For their first year of life infants are completely dependent upon others. In the second year their curiosity grows and they want to investigate elements such as fire, water, earth, and indeed everything around them, all with no sense of danger. Later they develop new skills and take every opportunity to practice them.

A baby can suffocate from being overlaid by his mother, by choking on his bottle, swallowing small objects, having a tight sting around his neck. He can be burned by rolling into the fire, knocking over a lamp, playing with candles and petrol, and being scaled by boiling pots, steaming food, and his bathwater. He can be injured by sharp toy, get his head stuck into things, fall off his mother's back, or be dropped by his sister.

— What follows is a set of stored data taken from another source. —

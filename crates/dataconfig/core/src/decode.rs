//! Batch record decoder.
//!
//! Drives one full batch against a prebuilt [`RecordSchema`]: construct a
//! default row per raw record, look up each selected field, coerce it, and
//! isolate every failure at the field or record level. Nothing at this layer
//! aborts the batch.

use crate::coerce::coerce_field;
use crate::diagnostics::{Diagnostic, DiagnosticKind, Diagnostics};
use crate::schema::RecordSchema;
use crate::value::{RawValue, raw_text};

/// The ordered decode output plus every non-fatal event that occurred.
#[derive(Debug)]
pub struct DecodedBatch<T> {
    /// Decoded rows in input order. Skipped records leave no placeholder, so
    /// this can be shorter than the input.
    pub rows: Vec<T>,
    pub diagnostics: Diagnostics,
}

impl<T> Default for DecodedBatch<T> {
    fn default() -> Self {
        Self {
            rows: Vec::new(),
            diagnostics: Diagnostics::new(),
        }
    }
}

/// Decodes one batch of raw array elements against a schema.
///
/// Per record: a non-object element or a failed construction skips the
/// record with a diagnostic; a missing field or a coercion failure leaves
/// that one field at its default with a diagnostic and the record is still
/// emitted. Output order matches input order for every emitted record.
pub fn decode_batch<T>(elements: &[RawValue], schema: &RecordSchema<T>) -> DecodedBatch<T> {
    let mut batch = DecodedBatch::default();
    for (index, element) in elements.iter().enumerate() {
        batch.diagnostics.set_record(index);
        let Some(record) = element.as_object() else {
            batch.diagnostics.push(
                Diagnostic::new(DiagnosticKind::MalformedRecord, schema.type_name())
                    .raw(element.to_string())
                    .detail("array element is not a record object"),
            );
            continue;
        };
        let mut row = match schema.construct() {
            Ok(row) => row,
            Err(err) => {
                batch.diagnostics.push(
                    Diagnostic::new(DiagnosticKind::ConstructFailed, schema.type_name())
                        .detail(err.to_string()),
                );
                continue;
            }
        };
        for binding in schema.fields() {
            let descriptor = binding.descriptor();
            let raw = match record.get(descriptor.name) {
                Some(raw) if !raw.is_null() => raw,
                _ => {
                    batch.diagnostics.push(
                        Diagnostic::new(DiagnosticKind::MissingField, schema.type_name())
                            .field(descriptor.name)
                            .detail("field not found in source record"),
                    );
                    continue;
                }
            };
            match coerce_field(schema.type_name(), raw, descriptor, &mut batch.diagnostics) {
                Ok(value) => binding.apply(&mut row, value),
                Err(err) => {
                    batch.diagnostics.push(
                        Diagnostic::new(err.diagnostic_kind(), schema.type_name())
                            .field(descriptor.name)
                            .raw(raw_text(raw).into_owned())
                            .detail(err.to_string()),
                    );
                }
            }
        }
        batch.rows.push(row);
    }
    batch.diagnostics.clear_record();
    batch
}
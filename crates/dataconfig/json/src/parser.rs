//! JSON table parser: text in, typed record batch out.

use dataconfig_core::{ConfigRecord, DecodedBatch, decode_batch};

/// A pluggable table parser for one interchange format.
///
/// The loader framework routes each data file to the parser whose
/// [`file_extension`](DataParser::file_extension) matches.
pub trait DataParser {
    /// Decodes the full text of one table file.
    ///
    /// Fails only when the input is not a well-formed record array; every
    /// record- and field-level problem is reported through the returned
    /// batch's diagnostics instead.
    fn parse<T: ConfigRecord>(&self, text: &str) -> Result<DecodedBatch<T>, ParseError>;

    /// File extension handled by this parser, including the leading dot.
    fn file_extension(&self) -> &'static str;
}

/// Fatal parse failure: the input is not a well-formed array of records.
///
/// No partial batch is returned for these.
#[derive(Debug, thiserror::Error)]
pub enum ParseError {
    #[error("input is not well-formed JSON: {0}")]
    Json(#[from] serde_json::Error),

    #[error("top-level JSON value is not an array of records")]
    NotAnArray,
}

/// Parses JSON table files: a top-level array with one object per record.
///
/// Blank input decodes to an empty batch.
#[derive(Clone, Copy, Debug, Default)]
pub struct JsonDataParser;

impl JsonDataParser {
    pub const FILE_EXTENSION: &'static str = ".json";
}

impl DataParser for JsonDataParser {
    fn parse<T: ConfigRecord>(&self, text: &str) -> Result<DecodedBatch<T>, ParseError> {
        if text.trim().is_empty() {
            return Ok(DecodedBatch::default());
        }
        let root: serde_json::Value = serde_json::from_str(text)?;
        let serde_json::Value::Array(elements) = root else {
            return Err(ParseError::NotAnArray);
        };
        let schema = T::schema();
        Ok(decode_batch(&elements, &schema))
    }

    fn file_extension(&self) -> &'static str {
        Self::FILE_EXTENSION
    }
}
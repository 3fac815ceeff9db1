//! Typed decoding of static game-configuration tables.
//!
//! `dataconfig-core` turns a batch of loosely-typed records (as parsed from a
//! textual interchange format) into an ordered sequence of strongly-typed row
//! instances. Each row type registers the fields that participate through a
//! [`RecordSchema`] built once per type; the type-directed coercion engine in
//! [`coerce`] converts each raw value to its declared destination kind and
//! isolates every failure to the single field (or container entry) that
//! produced it.
//!
//! Modules are organized by responsibility:
//! - [`schema`] declares field kinds and builds per-type record schemas
//! - [`value`] holds the raw and coerced value representations
//! - [`coerce`] is the type-directed coercion engine
//! - [`decode`] drives one full batch against a schema
//! - [`diagnostics`] collects every non-fatal event for the caller
//! - [`error`] defines the coercion and construction error types

pub mod coerce;
pub mod decode;
pub mod diagnostics;
pub mod error;
pub mod schema;
pub mod value;

pub use coerce::{coerce_field, strip_fraction};
pub use decode::{DecodedBatch, decode_batch};
pub use diagnostics::{Diagnostic, DiagnosticKind, Diagnostics};
pub use error::{CoerceError, ConstructError};
pub use schema::{
    ConfigRecord, ElementKind, FieldBinding, FieldDescriptor, FieldKind, FieldRole, RecordSchema,
    SchemaBuilder,
};
pub use value::{ElementValue, FieldValue, RawRecord, RawValue};
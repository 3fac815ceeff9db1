//! Raw and coerced value representations.

use std::borrow::Cow;

/// One undecoded element of the input array, as a name → raw-value mapping.
///
/// Keys absent from the mapping (and JSON `null` values) are treated as
/// "missing" by the decoder.
pub type RawRecord = serde_json::Map<String, serde_json::Value>;

/// A single raw value as parsed from the interchange format, kept opaque
/// until coerced against a field descriptor.
pub type RawValue = serde_json::Value;

/// The typed result of coercing one raw value.
///
/// One variant per supported destination kind. Container payloads keep their
/// entries in the deterministic iteration order of the parsed structure.
#[derive(Clone, Debug, PartialEq)]
pub enum FieldValue {
    I8(i8),
    I16(i16),
    I32(i32),
    I64(i64),
    Bool(bool),
    Text(String),
    F32(f32),
    F64(f64),
    /// Map entries. Keys are always integers; other declared key kinds are
    /// diagnosed and their entries dropped before this value is built.
    Map(Vec<(i64, ElementValue)>),
    List(Vec<ElementValue>),
}

/// A coerced map value or list element.
#[derive(Clone, Debug, PartialEq)]
pub enum ElementValue {
    Int(i64),
    Text(String),
}

/// Views a raw scalar as text, the way the source format renders it.
///
/// Strings pass through verbatim; numbers and booleans use their JSON
/// rendering, so a float literal `5.0` becomes the text "5.0".
pub(crate) fn raw_text(raw: &RawValue) -> Cow<'_, str> {
    match raw {
        RawValue::String(text) => Cow::Borrowed(text.as_str()),
        other => Cow::Owned(other.to_string()),
    }
}
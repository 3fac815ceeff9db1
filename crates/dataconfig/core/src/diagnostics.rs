//! Diagnostics collector returned alongside every decoded batch.
//!
//! Non-fatal events (skipped records, defaulted fields, dropped container
//! entries) are never silently discarded: each one is pushed here and emitted
//! as a `tracing` event, so callers can log, aggregate, or fail the whole
//! load based on the counts.

/// Category of a non-fatal decoding event.
#[derive(Clone, Copy, Debug, PartialEq, Eq, Hash, strum::Display, strum::AsRefStr)]
#[strum(serialize_all = "snake_case")]
#[cfg_attr(feature = "serde", derive(serde::Serialize))]
pub enum DiagnosticKind {
    /// Array element is not a record object; record skipped.
    MalformedRecord,
    /// Row construction failed; record skipped.
    ConstructFailed,
    /// Selected field absent (or null) in the raw record; field defaulted.
    MissingField,
    /// Raw value could not be coerced to the declared kind; field defaulted.
    InvalidValue,
    /// Declared destination kind is outside the supported set; field defaulted.
    UnsupportedKind,
    /// Declared map key kind is not integer; entry dropped.
    UnsupportedKey,
    /// Declared map value kind is unsupported; entry dropped.
    UnsupportedValue,
    /// Declared list element kind is unsupported; element dropped.
    UnsupportedElement,
    /// A container entry failed to parse; entry dropped.
    InvalidEntry,
}

impl DiagnosticKind {
    /// Missing fields are expected in sparse tables and log at warn level;
    /// everything else indicates bad source data and logs at error level.
    fn is_warning(&self) -> bool {
        matches!(self, DiagnosticKind::MissingField)
    }
}

/// One non-fatal decoding event, locating the bad source data.
#[derive(Clone, Debug)]
#[cfg_attr(feature = "serde", derive(serde::Serialize))]
pub struct Diagnostic {
    pub kind: DiagnosticKind,
    /// Target row type.
    pub type_name: &'static str,
    /// Field involved, when the event is field-scoped.
    pub field: Option<&'static str>,
    /// Offending raw value rendered as text, when one exists.
    pub raw: Option<String>,
    /// Index of the record in the input array, when known.
    pub record: Option<usize>,
    /// Failure detail (parse message, unsupported type name, ...).
    pub detail: String,
}

impl Diagnostic {
    pub fn new(kind: DiagnosticKind, type_name: &'static str) -> Self {
        Self {
            kind,
            type_name,
            field: None,
            raw: None,
            record: None,
            detail: String::new(),
        }
    }

    pub fn field(mut self, name: &'static str) -> Self {
        self.field = Some(name);
        self
    }

    pub fn raw(mut self, raw: impl Into<String>) -> Self {
        self.raw = Some(raw.into());
        self
    }

    pub fn detail(mut self, detail: impl Into<String>) -> Self {
        self.detail = detail.into();
        self
    }
}

/// Ordered collector of the non-fatal events of one decode call.
#[derive(Debug, Default)]
pub struct Diagnostics {
    entries: Vec<Diagnostic>,
    current_record: Option<usize>,
}

impl Diagnostics {
    pub fn new() -> Self {
        Self::default()
    }

    /// Scopes subsequent pushes to the record at `index`.
    pub(crate) fn set_record(&mut self, index: usize) {
        self.current_record = Some(index);
    }

    pub(crate) fn clear_record(&mut self) {
        self.current_record = None;
    }

    /// Records one event and emits the matching `tracing` event.
    pub fn push(&mut self, mut diagnostic: Diagnostic) {
        if diagnostic.record.is_none() {
            diagnostic.record = self.current_record;
        }
        if diagnostic.kind.is_warning() {
            tracing::warn!(
                kind = %diagnostic.kind,
                r#type = diagnostic.type_name,
                field = diagnostic.field,
                record = diagnostic.record,
                "{}",
                diagnostic.detail,
            );
        } else {
            tracing::error!(
                kind = %diagnostic.kind,
                r#type = diagnostic.type_name,
                field = diagnostic.field,
                raw = diagnostic.raw.as_deref(),
                record = diagnostic.record,
                "{}",
                diagnostic.detail,
            );
        }
        self.entries.push(diagnostic);
    }

    pub fn is_empty(&self) -> bool {
        self.entries.is_empty()
    }

    pub fn len(&self) -> usize {
        self.entries.len()
    }

    pub fn entries(&self) -> &[Diagnostic] {
        &self.entries
    }

    pub fn iter(&self) -> impl Iterator<Item = &Diagnostic> {
        self.entries.iter()
    }

    /// Number of collected events of one category.
    pub fn count_of(&self, kind: DiagnosticKind) -> usize {
        self.entries.iter().filter(|d| d.kind == kind).count()
    }
}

A Toddler can do all the above, and because he is more mobile can fall into fires, ponds, latrines, compost pits, drown in the bath, swamp, fish pond, spring, and climb into every danger. He can investigate electricity, gas, oil stoves, cutlery, tools, taps, and even the car outside; he can taste attractive looking liquids in familiar bottles, but instead find disinfectant or paraffin; he can try out any pills he sees that look like sweets; he can wander off, to be bitten by animals or injured on the road.

The mother and other members of the family must be alert. If an accident does happen, find out the causes so that it can be prevented in future. Accidents need not "just happen", they can be prevented.